• **EXERCISE AIM**: The entries that follow include a run beginning at the line with "let m = b.finish();" and ending at the line with "---- reader /"; restate that run word for word and leave the rest out.

[Stored items]
------
#[test]
fn bit_set_state_keeps_known_bits() {
    let mut s = BitSetState::new(0b111);
    s.add_known_bits(0b001);
    assert_eq!(s.remove_assumed_bits(0b011), ChangeStatus::Changed);
    // The known bit survives removal.
    assert!(s.is_assumed(0b001));
    assert!(!s.is_assumed(0b010));
    assert!(s.is_assumed(0b100));
}

#[test]
fn signed_range_arithmetic() {
    let a = SignedRange::new(1, 3);
    let b = SignedRange::new(10, 20);
    assert_eq!(a.add(&b), SignedRange::new(11, 23));
    assert_eq!(b.sub(&a), SignedRange::new(7, 19));
    assert_eq!(a.mul(&b), SignedRange::new(10, 60));
    assert!(SignedRange::full().contains_range(&a));
    assert!(a.union(&b).contains_range(&b));
    assert!(a.intersect(&b).is_empty());
}

#[test]
fn signed_range_comparisons() {
    let small = SignedRange::new(0, 5);
    let ten = SignedRange::constant(10);
    assert_eq!(
        SignedRange::cmp_always(IcmpPred::Ult, &small, &ten),
        Some(true)
    );
    assert_eq!(
        SignedRange::cmp_always(IcmpPred::Ugt, &small, &ten),
        Some(false)
    );
    assert_eq!(
        SignedRange::cmp_always(IcmpPred::Eq, &small, &ten),
        Some(false)
    );
    // Overlap leaves the comparison undecided.
    assert_eq!(
        SignedRange::cmp_always(IcmpPred::Ult, &small, &SignedRange::new(3, 4)),
        None
    );
    // Unsigned predicates on possibly-negative ranges stay undecided.
    assert_eq!(
        SignedRange::cmp_always(IcmpPred::Ult, &SignedRange::new(-1, 5), &ten),
        None
    );
}

// ---- containers ------------------------------------------------------------

#[test]
fn insertion_ordered_set_deduplicates() {
    let mut s = crate::containers::InsertionOrderedSet::new();
    assert!(s.insert(3));
    assert!(s.insert(1));
    assert!(!s.insert(3));
    assert!(s.insert(2));
    assert_eq!(s.into_vec(), vec![3, 1, 2]);
}

// ---- structural analyses ---------------------------------------------------

#[test]
fn dominators_on_a_diamond() {
    let mut b = ModuleBuilder::new();
    let f = b.begin_function("d", Ty::Void, vec![Ty::Int(1)]);
    let cond = b.arg(f, 0);
    let entry = crate::ir::Block(0);
    let left = b.begin_block("left");
    let right = b.begin_block("right");
    let join = b.begin_block("join");
    b.switch_to_block(entry);
    b.cond_br(cond, left, right);
    b.switch_to_block(left);
    b.br(join);
    b.switch_to_block(right);
    b.br(join);
    b.switch_to_block(join);
    b.ret(None);
    b.end_function();
    let m = b.finish();

    let summary = FunctionSummary::compute(&m, f);
    assert!(summary.dominates_block(entry, left));
    assert!(summary.dominates_block(entry, join));
    assert!(!summary.dominates_block(left, join));
    assert!(!summary.has_cycle());
}

#[test]
fn cycles_and_trip_bounds() {
    ensure_test_logger();
    let m = parse_module(bounded_loop_text());
    let f = m.func_by_name("bounded").unwrap();
    let summary = FunctionSummary::compute(&m, f);
    assert!(summary.has_cycle());
    assert!(summary.all_cycles_bounded(&m));

    let m = parse_module(infinite_loop_text());
    let f = m.func_by_name("inf").unwrap();
    let summary = FunctionSummary::compute(&m, f);
    assert!(summary.has_cycle());
    assert!(!summary.all_cycles_bounded(&m));
}

#[test]
fn call_graph_sccs_spot_recursion() {
    ensure_test_logger();
    let m = parse_module(self_recursion_text());
    let sccs = CallGraphSccs::compute(&m);
    assert!(sccs.in_cycle(m.func_by_name("rec").unwrap()));

    let m = constant_chain_module();
    let sccs = CallGraphSccs::compute(&m);
    for f in m.funcs() {
        assert!(!sccs.in_cycle(f));
    }
}

// ---- reader / printer ------------------------------------------------------

#[test]
fn reader_round_trips() {
    for text in [
        pointer_offset_text(),
        malloc_free_text(),
        bounded_compare_text(),
        self_recursion_text(),
        bounded_loop_text(),
    ] {
        let m1 = parse_module(text);
        let printed1 = format!("{}", m1);
        let m2 = parse_module(&printed1);
        let printed2 = format!("{}", m2);
        assert_eq!(printed1, printed2);
    }
}

// ---- end-to-end ------------------------------------------------------------

#[test]
fn constant_chain_folds_and_annotates() {
    let mut m = constant_chain_module();
    assert!(run_engine(&mut m));

    let f = m.func_by_name("f").unwrap();
    for attr in [Attr::WillReturn, Attr::NoUnwind, Attr::ReadNone] {
        assert!(
            m.func(f).fn_attrs.iter().any(|a| *a == attr),
            "@f missing {:?}",
            attr
        );
    }
    let g = m.func_by_name("g").unwrap();
    assert!(m.func(g).fn_attrs.iter().any(|a| *a == Attr::WillReturn));

    // The result of `call @g` in @h has been folded to the constant.
    let h = m.func_by_name("h").unwrap();
    let zext_operand = m
        .insts_of_func(h)
        .find_map(|v| match m.expect_inst(v).op {
            Opcode::Cast(CastKind::ZExt) => Some(m.expect_inst(v).operands[0]),
            _ => None,
        })
        .expect("zext survives");
    assert_eq!(m.is_int_const(zext_operand), Some(42));
}

#[test]
fn pointer_facts_flow_to_the_return() {
    let mut m = parse_module(pointer_offset_text());
    run_engine(&mut m);

    let h = m.func_by_name("h").unwrap();
    assert!(m.func(h).ret_attrs.has(AttrKindTag::NonNull));
    match m.func(h).ret_attrs.get(AttrKindTag::Dereferenceable) {
        Some(Attr::Dereferenceable(n)) => assert_eq!(n, 12),
        other => panic!("expected dereferenceable(12) on the return, got {:?}", other),
    }
}

#[test]
fn heap_allocation_moves_to_the_stack() {
    let mut m = parse_module(malloc_free_text());
    assert!(run_engine(&mut m));

    let k = m.func_by_name("k").unwrap();
    let mut saw_alloca = false;
    for v in m.insts_of_func(k) {
        let inst = m.expect_inst(v);
        match &inst.op {
            Opcode::Alloca { allocated } => {
                saw_alloca = true;
                assert_eq!(allocated.size_in_bytes(), 32);
            }
            op if op.is_call_like() => {
                let callee = m.callee_of(v).map(|f| m.func(f).name.clone());
                panic!("allocation call survived: {:?}", callee);
            }
            _ => {}
        }
    }
    assert!(saw_alloca, "no stack slot was introduced");
}

#[test]
fn ranges_decide_the_comparison() {
    let mut m = parse_module(bounded_compare_text());
    assert!(run_engine(&mut m));

    // The comparator now returns the constant.
    let cmp = m.func_by_name("cmp").unwrap();
    let ret_operand = m
        .insts_of_func(cmp)
        .find_map(|v| {
            let inst = m.expect_inst(v);
            match inst.op {
                Opcode::Ret if !inst.operands.is_empty() => Some(inst.operands[0]),
                _ => None,
            }
        })
        .expect("cmp keeps its return");
    assert_eq!(m.is_int_const(ret_operand), Some(1));

    // And both call results in the driver folded to true.
    let driver = m.func_by_name("driver").unwrap();
    for v in m.insts_of_func(driver) {
        if let Opcode::Cast(CastKind::ZExt) = m.expect_inst(v).op {
            let operand = m.expect_inst(v).operands[0];
            assert_eq!(m.is_int_const(operand), Some(1));
        }
    }
}

#[test]
fn self_recursion_never_returns() {
    let mut m = parse_module(self_recursion_text());
    assert!(run_engine(&mut m));

    let rec = m.func_by_name("rec").unwrap();
    assert!(m.func(rec).fn_attrs.has(AttrKindTag::NoReturn));
    // The trailing `ret` is unreachable and got cut.
    assert!(m
        .insts_of_func(rec)
        .all(|v| !matches!(m.expect_inst(v).op, Opcode::Ret)));
    let entry = m.entry_block(rec).unwrap();
    let last = m.insts_of(entry).last().unwrap();
    assert!(matches!(m.expect_inst(last).op, Opcode::Unreachable));
}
------
• **TASK RESULT**:
    let m = b.finish();

    let summary = FunctionSummary::compute(&m, f);
    assert!(summary.dominates_block(entry, left));
    assert!(summary.dominates_block(entry, join));
    assert!(!summary.dominates_block(left, join));
    assert!(!summary.has_cycle());
}

#[test]
fn cycles_and_trip_bounds() {
    ensure_test_logger();
    let m = parse_module(bounded_loop_text());
    let f = m.func_by_name("bounded").unwrap();
    let summary = FunctionSummary::compute(&m, f);
    assert!(summary.has_cycle());
    assert!(summary.all_cycles_bounded(&m));

    let m = parse_module(infinite_loop_text());
    let f = m.func_by_name("inf").unwrap();
    let summary = FunctionSummary::compute(&m, f);
    assert!(summary.has_cycle());
    assert!(!summary.all_cycles_bounded(&m));
}

#[test]
fn call_graph_sccs_spot_recursion() {
    ensure_test_logger();
    let m = parse_module(self_recursion_text());
    let sccs = CallGraphSccs::compute(&m);
    assert!(sccs.in_cycle(m.func_by_name("rec").unwrap()));

    let m = constant_chain_module();
    let sccs = CallGraphSccs::compute(&m);
    for f in m.funcs() {
        assert!(!sccs.in_cycle(f));
    }
}

// ---- reader / printer ------------------------------------------------------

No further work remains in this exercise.